Monthly Archives: May 2022

The Dream vs Reality

My lived experience of part-time work, parenting, and working from home

Three years ago I was looking to return to the workforce after having children. I really wanted to cut out the dreaded commute time to the office, as well as those rushed pickups from school and childcare. Who wants that stress in their lives every day? I thought about how wonderful it would be if I were able to work part-time, and from home, without all the logistical pressures… Surely I wasn’t the only one who dreamed about this?

Well, dreams do come true, but not quite in the way we might have expected!

I secured my ideal three-days-per-week job, with the option to work from home, just as the pandemic was starting to hit here in Victoria. I set up my perfect working space by the window. The garden became my daily view. This was going to be bliss.
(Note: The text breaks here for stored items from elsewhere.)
impl TransportConnector {
    /// Creates a connector plus the receiver of unrequested connection losses.
    pub fn new(
        gateway: Arc<dyn VoiceGateway>,
        config: TransportConfig,
        emitter: Arc<dyn EventEmitter>,
        spawner: TokioSpawner,
    ) -> (Self, mpsc::UnboundedReceiver<TransportLost>) {
        let (lost_tx, lost_rx) = mpsc::unbounded_channel();
        let cooldowns = Arc::new(CooldownRegistry::new(config.cooldown()));
        let connector = Self {
            gateway,
            config,
            cooldowns,
            locks: DashMap::new(),
            live: Arc::new(DashMap::new()),
            emitter,
            spawner,
            lost_tx,
        };
        (connector, lost_rx)
    }

    pub fn cooldowns(&self) -> &CooldownRegistry {
        &self.cooldowns
    }

    /// Returns the guild's live, connected transport.
    pub fn current(&self, guild: GuildId) -> Option<Arc<dyn TransportHandle>> {
        let entry = self.live.get(&guild)?;
        let handle = entry.value().clone();
        drop(entry);
        if handle.is_connected() {
            Some(handle)
        } else {
            None
        }
    }

    /// Number of registered connections.
    pub fn live_count(&self) -> usize {
        self.live.len()
    }

    /// Returns a connected transport in `channel`, connecting or moving as needed.
    ///
    /// Refused while the guild is cooling down. Concurrent callers for one
    /// guild wait for the first attempt and reuse its handle.
    pub async fn connect(
        &self,
        guild: GuildId,
        channel: ChannelId,
    ) -> TransportResult<Arc<dyn TransportHandle>> {
        self.check_cooldown(guild)?;

        if let Some(handle) = self.current(guild) {
            return self.ensure_channel(guild, handle, channel).await;
        }

        let lock = self.locks.entry(guild).or_default().clone();
        let _guard = lock.lock().await;

        // Someone else may have connected while we waited.
        if let Some(handle) = self.current(guild) {
            return self.ensure_channel(guild, handle, channel).await;
        }
        self.check_cooldown(guild)?;

        log::info!("[Transport] Connecting guild {} to channel {}", guild, channel);
        let connection =
            match tokio::time::timeout(self.config.connect_timeout(), self.gateway.connect(guild, channel))
                .await
            {
                Err(_) => {
                    log::warn!(
                        "[Transport] Guild {} connect timed out after {}s",
                        guild,
                        self.config.connect_timeout_secs
                    );
                    return Err(TransportError::Timeout(self.config.connect_timeout_secs));
                }
                Ok(Err(TransportError::Closed(CLOSE_ENDPOINT_REJECTING))) => {
                    self.cooldowns.record(guild);
                    log::warn!(
                        "[Transport] Guild {} endpoint rejecting, suppressing connects for {}s",
                        guild,
                        self.config.cooldown_secs
                    );
                    self.emitter.emit_transport(TransportEvent::CooldownStarted {
                        guild_id: guild,
                        duration_secs: self.config.cooldown_secs,
                        timestamp: now_millis(),
                    });
                    return Err(TransportError::Closed(CLOSE_ENDPOINT_REJECTING));
                }
                Ok(Err(e)) => {
                    log::warn!("[Transport] Guild {} connect failed: {}", guild, e);
                    return Err(e);
                }
                Ok(Ok(connection)) => connection,
            };

        let token = CancellationToken::new();
        let managed = Arc::new(ManagedTransport {
            guild,
            inner: connection.handle,
            supervisor: token.clone(),
            closed: AtomicBool::new(false),
            live: Arc::downgrade(&self.live),
        });
        self.live.insert(guild, managed.clone());

        let supervisor = ReconnectSupervisor::new(
            guild,
            connection.link,
            self.config.clone(),
            self.cooldowns.clone(),
            self.emitter.clone(),
        );
        let watched = managed.clone();
        let emitter = self.emitter.clone();
        let lost_tx = self.lost_tx.clone();
        self.spawner.spawn(async move {
            let exit = supervisor.run(token).await;
            if exit == SupervisorExit::Cancelled {
                emitter.emit_transport(TransportEvent::Disconnected {
                    guild_id: guild,
                    code: None,
                    timestamp: now_millis(),
                });
                return;
            }
            watched.disconnect().await;
            emitter.emit_transport(TransportEvent::Disconnected {
                guild_id: guild,
                code: exit.code(),
                timestamp: now_millis(),
            });
            if lost_tx
                .send(TransportLost {
                    guild,
                    code: exit.code(),
                })
                .is_err()
            {
                log::debug!("[Transport] No listener for lost transport of guild {}", guild);
            }
        });

        self.emitter.emit_transport(TransportEvent::Connected {
            guild_id: guild,
            channel_id: channel,
            timestamp: now_millis(),
        });
        log::info!("[Transport] Guild {} connected to channel {}", guild, channel);
        Ok(managed)
    }

    /// Disconnects the guild's transport, if any.
    pub async fn disconnect(&self, guild: GuildId) {
        let handle = self.live.get(&guild).map(|entry| entry.value().clone());
        if let Some(handle) = handle {
            handle.disconnect().await;
        }
    }

    /// Disconnects every live transport.
    pub async fn disconnect_all(&self) {
        let handles: Vec<_> = self.live.iter().map(|entry| entry.value().clone()).collect();
        futures::future::join_all(handles.iter().map(|h| h.disconnect())).await;
    }

    fn check_cooldown(&self, guild: GuildId) -> TransportResult<()> {
        match self.cooldowns.remaining(guild) {
            Some(remaining) => {
                log::info!(
                    "[Transport] Guild {} cooling down, {}s left",
                    guild,
                    remaining.as_secs()
                );
                Err(TransportError::CoolingDown {
                    remaining_secs: remaining.as_secs().max(1),
                })
            }
            None => Ok(()),
        }
    }

    async fn ensure_channel(
        &self,
        guild: GuildId,
        handle: Arc<dyn TransportHandle>,
        channel: ChannelId,
    ) -> TransportResult<Arc<dyn TransportHandle>> {
        if handle.channel() != Some(channel) {
            log::info!("[Transport] Moving guild {} to channel {}", guild, channel);
            handle.move_to(channel).await?;
            self.emitter.emit_transport(TransportEvent::Connected {
                guild_id: guild,
                channel_id: channel,
                timestamp: now_millis(),
            });
        }
        Ok(handle)
    }
}

#[cfg(test)]
mod tests {
    use super::*;
    use crate::events::NoopEventEmitter;
    use crate::transport::testing::{MockGateway, ScriptedLink};
    use crate::transport::LinkClosed;

    fn same(a: &Arc<dyn TransportHandle>, b: &Arc<dyn TransportHandle>) -> bool {
        Arc::as_ptr(a) as *const () == Arc::as_ptr(b) as *const ()
    }

    fn connector(gateway: Arc<MockGateway>) -> (TransportConnector, mpsc::UnboundedReceiver<TransportLost>) {
        TransportConnector::new(
            gateway,
            TransportConfig::default(),
            Arc::new(NoopEventEmitter),
            TokioSpawner::current(),
        )
    }

    #[tokio::test(start_paused = true)]
    async fn concurrent_connects_share_one_attempt() {
        let gateway = MockGateway::new().with_delay(Duration::from_millis(200));
        let (connector, _lost) = connector(gateway.clone());

        let results = futures::future::join_all(
            (0..5).map(|_| connector.connect(GuildId(1), ChannelId(10))),
        )
        .await;

        assert_eq!(gateway.connects(), 1);
        let handles: Vec<_> = results.into_iter().map(Result::unwrap).collect();
        assert!(handles.iter().all(|h| same(h, &handles[0])));
    }

    #[tokio::test]
    async fn connected_guild_in_other_channel_moves() {
        let gateway = MockGateway::new();
        let (connector, _lost) = connector(gateway.clone());

        let first = connector.connect(GuildId(1), ChannelId(10)).await.unwrap();
        let second = connector.connect(GuildId(1), ChannelId(11)).await.unwrap();

        assert!(same(&first, &second));
        assert_eq!(gateway.connects(), 1);
        assert_eq!(second.channel(), Some(ChannelId(11)));
    }

    #[tokio::test]
    async fn rejection_on_connect_starts_cooldown() {
        let gateway = MockGateway::new()
            .with_failures(vec![TransportError::Closed(CLOSE_ENDPOINT_REJECTING)]);
        let (connector, _lost) = connector(gateway.clone());

        let err = connector.connect(GuildId(1), ChannelId(10)).await.err().unwrap();
        assert_eq!(err, TransportError::Closed(CLOSE_ENDPOINT_REJECTING));

        let err = connector.connect(GuildId(1), ChannelId(10)).await.err().unwrap();
        assert!(matches!(err, TransportError::CoolingDown { .. }));
        assert_eq!(gateway.connects(), 1);

        // Other guilds are unaffected.
        assert!(connector.connect(GuildId(2), ChannelId(20)).await.is_ok());
    }

    #[tokio::test(start_paused = true)]
    async fn cooldown_expires_after_window() {
        let registry = CooldownRegistry::new(Duration::from_secs(60));
        registry.record(GuildId(5));
        assert!(registry.remaining(GuildId(5)).is_some());

        tokio::time::advance(Duration::from_secs(59)).await;
        assert!(registry.remaining(GuildId(5)).is_some());

        tokio::time::advance(Duration::from_secs(2)).await;
        assert!(registry.remaining(GuildId(5)).is_none());
    }

    #[tokio::test(start_paused = true)]
    async fn slow_gateway_times_out() {
        let gateway = MockGateway::new().with_delay(Duration::from_secs(30));
        let (connector, _lost) = connector(gateway);

        let err = connector.connect(GuildId(1), ChannelId(10)).await.err().unwrap();
        assert_eq!(err, TransportError::Timeout(10));
        assert_eq!(connector.live_count(), 0);
    }

    #[tokio::test]
    async fn explicit_disconnect_unregisters_without_loss_notice() {
        let gateway = MockGateway::new();
        let (connector, mut lost) = connector(gateway.clone());

        let handle = connector.connect(GuildId(1), ChannelId(10)).await.unwrap();
        handle.disconnect().await;
        handle.disconnect().await;

        assert_eq!(connector.live_count(), 0);
        assert!(!handle.is_connected());
        assert_eq!(gateway.transport_disconnects(), 1);
        tokio::task::yield_now().await;
        assert!(lost.try_recv().is_err());
    }

    #[tokio::test]
    async fn socket_loss_is_reported() {
        let gateway = MockGateway::new()
            .with_link(ScriptedLink::new(vec![LinkClosed::Code(1000)]));
        let (connector, mut lost) = connector(gateway.clone());

        let handle = connector.connect(GuildId(7), ChannelId(70)).await.unwrap();
        let notice = lost.recv().await.unwrap();

        assert_eq!(notice, TransportLost { guild: GuildId(7), code: Some(1000) });
        assert!(!handle.is_connected());
        assert!(connector.current(GuildId(7)).is_none());
    }
}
However, within weeks I would realise this was not going to be quite so blissful after all. With lockdowns in place, both schools and childcare centres were closed and things changed dramatically. The children would now be home for the foreseeable future. Not only was I a recruiter, I had the added roles of teacher, carer and boredom reliever/entertainer whilst fulfilling my day job. Family life once again became a juggling act, trying to fit in work calls around setting up my young son – who was only new to the education system, with his daily tasks – trying to stop the other child from having too much screen time versus drawing on every surface of the house. It was a nightmare.

While my WFH dream had faded, the world @work carried on. Not exactly normal or new normal, just in a slightly different way. Catching up for coffee with a client or candidate was shelved for meeting on Teams or Zoom, and our recruitment process adapted to interviewing and onboarding candidates online, not knowing when they would meet their employers in person. Even my husband started a new role during Covid – it took him nine months to finally meet his colleagues in person.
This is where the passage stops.